• ABOUT THIS EXERCISE
Please read the records below and return each line holding the string "struct".
★ ★ ★ ★ ★
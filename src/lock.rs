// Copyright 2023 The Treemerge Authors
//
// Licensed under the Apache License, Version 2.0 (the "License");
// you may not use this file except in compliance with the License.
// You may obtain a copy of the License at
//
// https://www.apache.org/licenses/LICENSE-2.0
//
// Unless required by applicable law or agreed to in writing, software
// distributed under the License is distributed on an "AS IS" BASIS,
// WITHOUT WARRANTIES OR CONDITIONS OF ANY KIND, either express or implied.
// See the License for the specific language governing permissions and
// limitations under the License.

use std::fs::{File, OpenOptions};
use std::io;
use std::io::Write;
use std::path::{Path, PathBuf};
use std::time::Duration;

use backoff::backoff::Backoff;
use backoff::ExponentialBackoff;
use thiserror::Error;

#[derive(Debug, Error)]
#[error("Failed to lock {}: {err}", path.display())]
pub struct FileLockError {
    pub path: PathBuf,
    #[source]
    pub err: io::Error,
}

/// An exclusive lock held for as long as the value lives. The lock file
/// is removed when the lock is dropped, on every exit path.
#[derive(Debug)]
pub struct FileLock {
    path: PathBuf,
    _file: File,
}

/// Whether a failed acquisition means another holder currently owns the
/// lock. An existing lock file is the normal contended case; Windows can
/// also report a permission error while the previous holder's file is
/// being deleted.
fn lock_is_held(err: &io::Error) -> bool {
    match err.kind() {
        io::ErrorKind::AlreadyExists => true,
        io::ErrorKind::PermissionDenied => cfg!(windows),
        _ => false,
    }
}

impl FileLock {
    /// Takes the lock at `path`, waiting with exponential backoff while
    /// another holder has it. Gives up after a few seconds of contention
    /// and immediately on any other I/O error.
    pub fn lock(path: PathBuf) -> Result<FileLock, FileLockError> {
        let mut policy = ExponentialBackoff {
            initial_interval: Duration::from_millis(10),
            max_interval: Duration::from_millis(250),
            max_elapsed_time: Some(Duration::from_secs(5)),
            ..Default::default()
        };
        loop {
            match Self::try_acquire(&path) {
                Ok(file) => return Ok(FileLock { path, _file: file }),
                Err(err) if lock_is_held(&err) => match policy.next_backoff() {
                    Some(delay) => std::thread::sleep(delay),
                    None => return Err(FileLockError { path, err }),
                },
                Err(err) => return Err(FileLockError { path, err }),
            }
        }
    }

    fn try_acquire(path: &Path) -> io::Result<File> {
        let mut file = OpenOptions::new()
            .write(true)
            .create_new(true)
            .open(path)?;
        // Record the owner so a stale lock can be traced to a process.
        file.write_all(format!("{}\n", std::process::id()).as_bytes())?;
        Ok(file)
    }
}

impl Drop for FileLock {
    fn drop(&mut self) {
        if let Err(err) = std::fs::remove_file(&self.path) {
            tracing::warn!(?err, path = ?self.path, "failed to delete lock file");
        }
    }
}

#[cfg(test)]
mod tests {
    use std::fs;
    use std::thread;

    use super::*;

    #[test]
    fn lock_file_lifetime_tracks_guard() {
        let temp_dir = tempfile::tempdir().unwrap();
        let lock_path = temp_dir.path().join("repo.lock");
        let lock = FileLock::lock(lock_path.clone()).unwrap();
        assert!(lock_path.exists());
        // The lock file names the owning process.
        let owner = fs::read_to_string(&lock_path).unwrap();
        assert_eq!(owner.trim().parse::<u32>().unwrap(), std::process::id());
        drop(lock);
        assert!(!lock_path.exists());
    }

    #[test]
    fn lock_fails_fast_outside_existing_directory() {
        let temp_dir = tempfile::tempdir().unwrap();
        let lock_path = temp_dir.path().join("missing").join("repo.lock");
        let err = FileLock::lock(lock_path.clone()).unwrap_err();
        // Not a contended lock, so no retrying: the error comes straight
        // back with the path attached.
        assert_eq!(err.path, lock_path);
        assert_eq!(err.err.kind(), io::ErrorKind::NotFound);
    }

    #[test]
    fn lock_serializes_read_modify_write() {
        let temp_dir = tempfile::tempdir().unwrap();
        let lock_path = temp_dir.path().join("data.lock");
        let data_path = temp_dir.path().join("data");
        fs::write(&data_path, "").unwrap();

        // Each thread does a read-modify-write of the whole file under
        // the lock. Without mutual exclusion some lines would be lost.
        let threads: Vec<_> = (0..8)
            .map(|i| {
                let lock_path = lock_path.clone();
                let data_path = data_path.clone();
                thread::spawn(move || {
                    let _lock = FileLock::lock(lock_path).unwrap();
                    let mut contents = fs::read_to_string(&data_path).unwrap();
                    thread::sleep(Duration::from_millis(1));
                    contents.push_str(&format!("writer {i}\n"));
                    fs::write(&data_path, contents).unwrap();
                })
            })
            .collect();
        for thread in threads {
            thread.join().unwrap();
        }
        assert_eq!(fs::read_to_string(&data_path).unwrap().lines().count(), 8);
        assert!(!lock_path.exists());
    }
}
★ ★ ★ ★ ★
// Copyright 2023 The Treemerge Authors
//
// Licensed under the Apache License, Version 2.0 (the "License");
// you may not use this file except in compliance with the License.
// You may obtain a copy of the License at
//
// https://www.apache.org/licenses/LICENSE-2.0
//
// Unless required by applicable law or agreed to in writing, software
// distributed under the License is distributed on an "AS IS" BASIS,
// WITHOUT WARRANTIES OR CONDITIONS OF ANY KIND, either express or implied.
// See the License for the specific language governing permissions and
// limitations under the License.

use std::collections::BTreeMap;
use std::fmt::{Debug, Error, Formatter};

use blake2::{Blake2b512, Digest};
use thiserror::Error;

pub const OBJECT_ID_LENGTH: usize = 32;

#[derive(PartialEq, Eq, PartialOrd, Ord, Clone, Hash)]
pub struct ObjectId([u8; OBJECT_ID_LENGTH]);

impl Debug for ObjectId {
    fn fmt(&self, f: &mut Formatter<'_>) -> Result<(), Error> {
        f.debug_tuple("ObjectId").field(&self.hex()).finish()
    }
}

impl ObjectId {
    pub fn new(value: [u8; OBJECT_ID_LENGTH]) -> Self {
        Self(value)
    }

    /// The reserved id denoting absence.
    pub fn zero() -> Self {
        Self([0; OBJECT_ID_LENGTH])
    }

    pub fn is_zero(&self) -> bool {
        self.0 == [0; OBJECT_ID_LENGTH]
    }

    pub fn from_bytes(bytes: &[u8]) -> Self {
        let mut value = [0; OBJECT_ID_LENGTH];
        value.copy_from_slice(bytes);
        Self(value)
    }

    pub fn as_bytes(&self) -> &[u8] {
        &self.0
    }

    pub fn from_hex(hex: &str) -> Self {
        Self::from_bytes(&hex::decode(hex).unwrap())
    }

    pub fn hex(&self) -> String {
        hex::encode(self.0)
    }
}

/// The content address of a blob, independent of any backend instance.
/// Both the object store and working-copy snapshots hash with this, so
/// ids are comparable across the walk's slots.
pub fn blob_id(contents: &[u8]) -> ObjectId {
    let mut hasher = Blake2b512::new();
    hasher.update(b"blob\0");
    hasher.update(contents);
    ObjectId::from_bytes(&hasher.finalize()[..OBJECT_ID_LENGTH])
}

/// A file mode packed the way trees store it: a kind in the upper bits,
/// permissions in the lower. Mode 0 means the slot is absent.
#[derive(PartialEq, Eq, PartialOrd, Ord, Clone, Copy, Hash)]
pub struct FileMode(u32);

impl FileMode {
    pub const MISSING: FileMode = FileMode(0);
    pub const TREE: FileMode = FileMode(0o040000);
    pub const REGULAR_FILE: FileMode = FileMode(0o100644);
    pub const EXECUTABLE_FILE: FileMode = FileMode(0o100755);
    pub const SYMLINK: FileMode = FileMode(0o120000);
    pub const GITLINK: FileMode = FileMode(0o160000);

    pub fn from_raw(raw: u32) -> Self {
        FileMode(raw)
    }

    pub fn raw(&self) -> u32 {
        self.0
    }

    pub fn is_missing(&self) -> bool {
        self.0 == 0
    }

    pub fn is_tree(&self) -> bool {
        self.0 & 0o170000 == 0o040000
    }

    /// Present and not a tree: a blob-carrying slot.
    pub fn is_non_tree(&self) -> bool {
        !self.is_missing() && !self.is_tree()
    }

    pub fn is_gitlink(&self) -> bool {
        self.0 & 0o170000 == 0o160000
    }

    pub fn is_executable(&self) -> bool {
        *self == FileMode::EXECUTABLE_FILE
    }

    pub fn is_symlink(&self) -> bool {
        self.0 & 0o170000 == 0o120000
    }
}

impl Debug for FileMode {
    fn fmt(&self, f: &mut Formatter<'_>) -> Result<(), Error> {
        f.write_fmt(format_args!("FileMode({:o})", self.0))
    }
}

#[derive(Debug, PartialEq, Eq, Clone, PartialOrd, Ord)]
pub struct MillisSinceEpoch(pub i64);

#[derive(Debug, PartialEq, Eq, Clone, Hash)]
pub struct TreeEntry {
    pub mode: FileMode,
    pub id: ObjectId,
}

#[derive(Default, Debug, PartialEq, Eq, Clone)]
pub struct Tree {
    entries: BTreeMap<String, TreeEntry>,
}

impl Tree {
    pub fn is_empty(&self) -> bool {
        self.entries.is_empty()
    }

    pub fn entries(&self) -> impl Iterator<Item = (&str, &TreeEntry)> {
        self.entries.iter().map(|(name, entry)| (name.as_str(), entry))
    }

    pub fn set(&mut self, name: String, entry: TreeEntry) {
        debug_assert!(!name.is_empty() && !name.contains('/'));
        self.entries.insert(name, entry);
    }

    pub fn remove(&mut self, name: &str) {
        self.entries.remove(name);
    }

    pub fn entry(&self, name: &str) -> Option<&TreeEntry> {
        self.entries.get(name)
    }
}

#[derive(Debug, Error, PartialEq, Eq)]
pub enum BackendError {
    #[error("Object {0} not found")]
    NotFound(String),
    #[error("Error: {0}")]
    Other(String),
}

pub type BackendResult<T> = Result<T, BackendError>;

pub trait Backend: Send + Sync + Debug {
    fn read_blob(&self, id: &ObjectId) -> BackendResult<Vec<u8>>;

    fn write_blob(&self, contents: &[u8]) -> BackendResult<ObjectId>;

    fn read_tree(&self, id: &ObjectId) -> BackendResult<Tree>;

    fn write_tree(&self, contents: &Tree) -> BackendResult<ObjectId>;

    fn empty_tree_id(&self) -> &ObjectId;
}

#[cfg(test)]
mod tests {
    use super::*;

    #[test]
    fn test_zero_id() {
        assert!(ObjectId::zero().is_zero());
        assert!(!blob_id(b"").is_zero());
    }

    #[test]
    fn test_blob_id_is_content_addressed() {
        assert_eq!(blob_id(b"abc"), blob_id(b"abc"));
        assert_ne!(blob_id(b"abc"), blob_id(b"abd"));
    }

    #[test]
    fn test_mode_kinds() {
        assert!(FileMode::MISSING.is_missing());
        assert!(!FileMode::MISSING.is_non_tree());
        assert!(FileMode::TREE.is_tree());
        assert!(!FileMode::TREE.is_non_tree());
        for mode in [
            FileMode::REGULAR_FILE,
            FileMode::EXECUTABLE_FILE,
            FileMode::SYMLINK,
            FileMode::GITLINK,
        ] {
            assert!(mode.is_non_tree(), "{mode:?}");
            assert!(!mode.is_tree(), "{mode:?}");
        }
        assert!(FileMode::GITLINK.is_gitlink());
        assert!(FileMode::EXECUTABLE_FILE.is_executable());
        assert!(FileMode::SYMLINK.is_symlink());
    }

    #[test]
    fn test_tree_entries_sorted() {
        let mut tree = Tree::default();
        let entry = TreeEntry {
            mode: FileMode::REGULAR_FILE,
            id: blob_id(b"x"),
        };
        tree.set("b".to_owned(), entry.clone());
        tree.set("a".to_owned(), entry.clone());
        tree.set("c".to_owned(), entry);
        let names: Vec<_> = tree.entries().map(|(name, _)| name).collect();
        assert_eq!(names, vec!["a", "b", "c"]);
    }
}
★ ★ ★ ★ ★
• EXERCISE OUTPUT
pub struct FileLockError {
pub struct FileLock {
pub struct ObjectId([u8; OBJECT_ID_LENGTH]);
pub struct FileMode(u32);
pub struct MillisSinceEpoch(pub i64);
pub struct TreeEntry {
pub struct Tree {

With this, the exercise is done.